Il n’est pas rare de discuter avec des gens qui basent leur réalité sur tout une série d’anecdotes. Ils chercheront souvent à vous convaincre de la même manière qu’ils ont été convaincus : par des anecdotes. Exemple : “Je connais quelqu’un qui connait quelqu’un (répéter à l’infini) qui a soigné sa tumeur grâce à une psychothérapie qui consistait à parler de son enfance !”
C’est le sophisme qui se base sur le principe de la faillibilité de la science, en ceci que “Galilée en son temps fut ridiculisé, alors qu’il avait raison !”. Ce sophisme permet à ceux qui croient en des pseudo-sciences et autres croyances sans preuve qu’un jour viendra où ils auront enfin une certaine reconnaissance scientifique (tout en la critiquant sèchement et en la rejetant quand elle ne va pas dans leur sens).

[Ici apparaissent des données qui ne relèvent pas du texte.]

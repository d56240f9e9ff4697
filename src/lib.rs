// Module layout (Clean Architecture style)
// - bootstrap: configuration and startup
// - application: access policy for gated content
// - presentation: HTTP handlers and routing

pub mod application;
pub mod bootstrap;
pub mod presentation;
use std::net::SocketAddr;
use std::path::Path;

use dotenvy::dotenv;
use tracing::{info, warn};

use luckysite::bootstrap::app_context::AppContext;
use luckysite::bootstrap::config::Config;
use luckysite::presentation::http::build_app;

#[tokio::main]
async fn main() -> anyhow::Result<()> {
    dotenv().ok();

    tracing_subscriber::fmt()
        .with_env_filter(
            std::env::var("RUST_LOG")
                .unwrap_or_else(|_| "luckysite=debug,axum=info,tower_http=info".into()),
        )
        .init();

    let cfg = Config::from_env()?;
    info!(?cfg, "Starting luckysite server");

    if cfg.access_password.is_some() {
        info!("password protection enabled");
    } else {
        info!("password protection disabled (set ACCESS_PASSWORD to enable)");
        if cfg.is_production {
            warn!("running in production without a password gate");
        }
    }

    for dir in [&cfg.lucky_dir, &cfg.static_dir] {
        if !Path::new(dir).is_dir() {
            warn!(%dir, "content directory missing; requests under it will 404");
        }
    }

    let ctx = AppContext::new(cfg.clone());
    let app = build_app(ctx);

    let addr = SocketAddr::from(([0, 0, 0, 0], cfg.port));
    info!(%addr, "HTTP server listening");
    let listener = tokio::net::TcpListener::bind(addr).await?;
    axum::serve(listener, app)
        .with_graceful_shutdown(shutdown_signal())
        .await?;

    info!("server stopped");
    Ok(())
}

async fn shutdown_signal() {
    let _ = tokio::signal::ctrl_c().await;
}
use std::path::{Component, Path, PathBuf};

use axum::{
    Router,
    extract::{Path as AxumPath, State},
    http::{HeaderMap, HeaderValue, StatusCode},
    response::{IntoResponse, Response},
    routing::get,
};

use crate::bootstrap::app_context::AppContext;

// Uses AppContext as router state

pub fn routes(ctx: AppContext) -> Router {
    Router::new()
        .route("/", get(subsite_index))
        .route("/*path", get(subsite_asset))
        .with_state(ctx)
}

pub async fn subsite_index(State(ctx): State<AppContext>) -> Result<Response, StatusCode> {
    serve_file(&ctx, "index.html").await
}

pub async fn subsite_asset(
    State(ctx): State<AppContext>,
    AxumPath(path): AxumPath<String>,
) -> Result<Response, StatusCode> {
    serve_file(&ctx, &path).await
}

/// Serve one file from the lucky-draw directory, byte-for-byte.
async fn serve_file(ctx: &AppContext, rel: &str) -> Result<Response, StatusCode> {
    let root = Path::new(&ctx.cfg.lucky_dir);
    let mut resolved = resolve_asset_path(root, rel).ok_or(StatusCode::FORBIDDEN)?;

    // Directory requests fall back to the directory's own index page.
    let is_dir = tokio::fs::metadata(&resolved)
        .await
        .map(|m| m.is_dir())
        .unwrap_or(false);
    if is_dir {
        resolved.push("index.html");
    }

    let data = tokio::fs::read(&resolved)
        .await
        .map_err(|_| StatusCode::NOT_FOUND)?;

    let guessed = mime_guess::from_path(&resolved).first_or_octet_stream();
    let mut headers = HeaderMap::new();
    headers.insert(
        axum::http::header::CONTENT_TYPE,
        HeaderValue::from_str(guessed.essence_str())
            .unwrap_or(HeaderValue::from_static("application/octet-stream")),
    );
    headers.insert(
        axum::http::header::HeaderName::from_static("x-content-type-options"),
        HeaderValue::from_static("nosniff"),
    );

    Ok((headers, data).into_response())
}

/// Join a request path onto the content root, accepting only normal
/// components so the result can never escape the root.
fn resolve_asset_path(root: &Path, rel: &str) -> Option<PathBuf> {
    let mut out = root.to_path_buf();
    for comp in Path::new(rel).components() {
        match comp {
            Component::Normal(c) => out.push(c),
            Component::CurDir => {}
            _ => return None,
        }
    }
    Some(out)
}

Ainsi, cela permet d’affirmer n’importe quoi à l’aspect quelque peu scientifique sous prétexte que toute bonne science n’a pas été reconnue comme telle dès le début, sans prendre en compte le contexte de l’avancée des connaissances (la religion dans le cas de Galilée).

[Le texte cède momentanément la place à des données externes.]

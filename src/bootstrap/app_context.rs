use std::sync::Arc;

use crate::application::access::PasswordGate;
use crate::bootstrap::config::Config;

#[derive(Clone)]
pub struct AppContext {
    pub cfg: Config,
    services: Arc<AppServices>,
}

pub struct AppServices {
    gate: PasswordGate,
}

impl AppServices {
    pub fn new(gate: PasswordGate) -> Self {
        Self { gate }
    }
}

impl AppContext {
    pub fn new(cfg: Config) -> Self {
        let services = Arc::new(AppServices::new(PasswordGate::new(
            cfg.access_password.clone(),
        )));
        Self { cfg, services }
    }

    pub fn gate(&self) -> &PasswordGate {
        &self.services.gate
    }
}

Dans un pari, on a tendance à croire que les précédents ont une influence sur les prochains. Il n’en est rien puisque les probabilités ne changent pas d’un jet de dé à l’autre, même si l’on peut faire des probabilités sur des suites de jets. Ainsi, il est possible que certains essaient de vous convaincre que si vous avez fait un bon jet de dé, vous êtes en veine et il faut continuer à jouer !
On se sert avec cet argument de l’aspect esthétique afin d’appuyer une affirmation. Ainsi, si une voiture est stylée, elle est forcément de bonne facture. Si une femme est jugée belle, alors c’est qu’elle dispose de certaines vertus, etc.

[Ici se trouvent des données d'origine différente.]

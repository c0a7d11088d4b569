//! In-process session registry.
//!
//! Each command runs validation, mutation, snapshot and placement
//! computation while holding the session's map entry exclusively, so two
//! commands for the same game never interleave. Teardown removes a session
//! only if it is still empty at the moment of removal.

use dashmap::mapref::entry::Entry;
use dashmap::DashMap;
use hexhaven_core::{
    ChatMessage, GameAction, GameError, GameEvent, GameSnapshot, PlayerId, RulesConfig, Session,
    SessionId, SessionSummary, ValidPlacements,
};
use rand::Rng;
use thiserror::Error;
use tracing::info;

const ID_CHARSET: &[u8] = b"ABCDEFGHIJKLMNOPQRSTUVWXYZ0123456789";
const ID_LEN: usize = 6;

#[derive(Debug, Error, PartialEq, Eq)]
pub enum RegistryError {
    #[error("Game not found")]
    GameNotFound,

    #[error("Not in a game")]
    NotInGame,

    #[error("Already in a game")]
    AlreadyInGame,

    #[error(transparent)]
    Game(#[from] GameError),
}

/// Everything to broadcast after a successful command, captured inside the
/// same critical section as the command itself.
#[derive(Debug, Clone)]
pub struct Update {
    pub game_id: SessionId,
    /// Seated players at the time of the command
    pub members: Vec<PlayerId>,
    pub snapshot: GameSnapshot,
    /// Who acts next and where they may build
    pub placements: Option<(PlayerId, ValidPlacements)>,
    pub events: Vec<GameEvent>,
}

impl Update {
    fn capture(session: &Session, events: Vec<GameEvent>) -> Self {
        Self {
            game_id: session.id.clone(),
            members: session.players.iter().map(|p| p.id).collect(),
            snapshot: session.snapshot(),
            placements: session.pending_placements(),
            events,
        }
    }
}

fn generate_id<R: Rng>(rng: &mut R) -> SessionId {
    (0..ID_LEN)
        .map(|_| ID_CHARSET[rng.gen_range(0..ID_CHARSET.len())] as char)
        .collect()
}

/// All live sessions and who sits where
pub struct Registry {
    sessions: DashMap<SessionId, Session>,
    /// Player to the game they are seated in
    memberships: DashMap<PlayerId, SessionId>,
    rules: RulesConfig,
}

impl Registry {
    pub fn new(rules: RulesConfig) -> Self {
        Self {
            sessions: DashMap::new(),
            memberships: DashMap::new(),
            rules,
        }
    }

    pub fn session_count(&self) -> usize {
        self.sessions.len()
    }

    /// The game a player is seated in
    pub fn game_of(&self, player: PlayerId) -> Option<SessionId> {
        self.memberships.get(&player).map(|id| id.value().clone())
    }

    fn ensure_free(&self, player: PlayerId) -> Result<(), RegistryError> {
        if self.memberships.contains_key(&player) {
            return Err(RegistryError::AlreadyInGame);
        }
        Ok(())
    }

    /// Open a new game with `player` in the first seat
    pub fn create_game(&self, player: PlayerId, name: String) -> Result<Update, RegistryError> {
        self.ensure_free(player)?;
        let mut rng = rand::thread_rng();
        loop {
            let id = generate_id(&mut rng);
            if let Entry::Vacant(slot) = self.sessions.entry(id.clone()) {
                let mut session = Session::new(id.clone(), self.rules.clone());
                session.add_player(player, name)?;
                let update = Update::capture(&session, Vec::new());
                slot.insert(session);
                self.memberships.insert(player, id.clone());
                info!(game = %id, %player, "game created");
                return Ok(update);
            }
        }
    }

    pub fn join_game(
        &self,
        player: PlayerId,
        game_id: &str,
        name: String,
    ) -> Result<Update, RegistryError> {
        self.ensure_free(player)?;
        let mut session = self
            .sessions
            .get_mut(game_id)
            .ok_or(RegistryError::GameNotFound)?;
        session.add_player(player, name)?;
        self.memberships.insert(player, session.id.clone());
        Ok(Update::capture(&session, Vec::new()))
    }

    fn with_session<T>(
        &self,
        player: PlayerId,
        command: impl FnOnce(&mut Session) -> Result<T, GameError>,
    ) -> Result<(T, Update), RegistryError> {
        let game_id = self.game_of(player).ok_or(RegistryError::NotInGame)?;
        let mut session = self
            .sessions
            .get_mut(&game_id)
            .ok_or(RegistryError::GameNotFound)?;
        let output = command(&mut session)?;
        Ok((output, Update::capture(&session, Vec::new())))
    }

    pub fn start_game(&self, player: PlayerId) -> Result<Update, RegistryError> {
        let ((), update) = self.with_session(player, |s| s.start(player))?;
        info!(game = %update.game_id, players = update.members.len(), "game started");
        Ok(update)
    }

    /// Run an in-game command
    pub fn apply(&self, player: PlayerId, action: GameAction) -> Result<Update, RegistryError> {
        let (events, mut update) = self.with_session(player, |s| s.apply_action(player, action))?;
        update.events = events;
        Ok(update)
    }

    /// Post a chat line; returns the recipients and the stored message
    pub fn chat(
        &self,
        player: PlayerId,
        message: String,
    ) -> Result<(Vec<PlayerId>, ChatMessage), RegistryError> {
        let (chat, update) = self.with_session(player, |s| s.post_chat(player, message))?;
        Ok((update.members, chat))
    }

    /// Unseat a player. Returns the state of the game they left, or None if
    /// it was torn down because nobody is left.
    pub fn leave(&self, player: PlayerId) -> Result<Option<Update>, RegistryError> {
        let (_, game_id) = self
            .memberships
            .remove(&player)
            .ok_or(RegistryError::NotInGame)?;

        let update = {
            let mut session = self
                .sessions
                .get_mut(&game_id)
                .ok_or(RegistryError::GameNotFound)?;
            session.remove_player(player)?;
            Update::capture(&session, Vec::new())
        };

        if self
            .sessions
            .remove_if(&game_id, |_, session| session.is_empty())
            .is_some()
        {
            info!(game = %game_id, "game closed");
            return Ok(None);
        }
        Ok(Some(update))
    }

    /// Summaries of every live game
    pub fn list_games(&self) -> Vec<SessionSummary> {
        let mut games: Vec<SessionSummary> =
            self.sessions.iter().map(|s| s.summary()).collect();
        games.sort_by(|a, b| a.id.cmp(&b.id));
        games
    }
}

Ce sophisme consiste à prétendre que les caractéristiques ou les convictions d’une partie d’un groupe s’appliquent à la totalité du groupe. Exemple : “Les terroristes aujourd’hui sont des islamistes radicaux, tous les musulmans sont donc susceptibles de devenir terroristes.”
Celui-ci implique l’inverse du précédent. Ce sont les caractéristiques du groupe que l’on va appliquer à une partie des individus composant le groupe. Exemple : “La religion catholique est contre l’homosexualité. Lui, il est catholique donc forcément contre l’homosexualité.”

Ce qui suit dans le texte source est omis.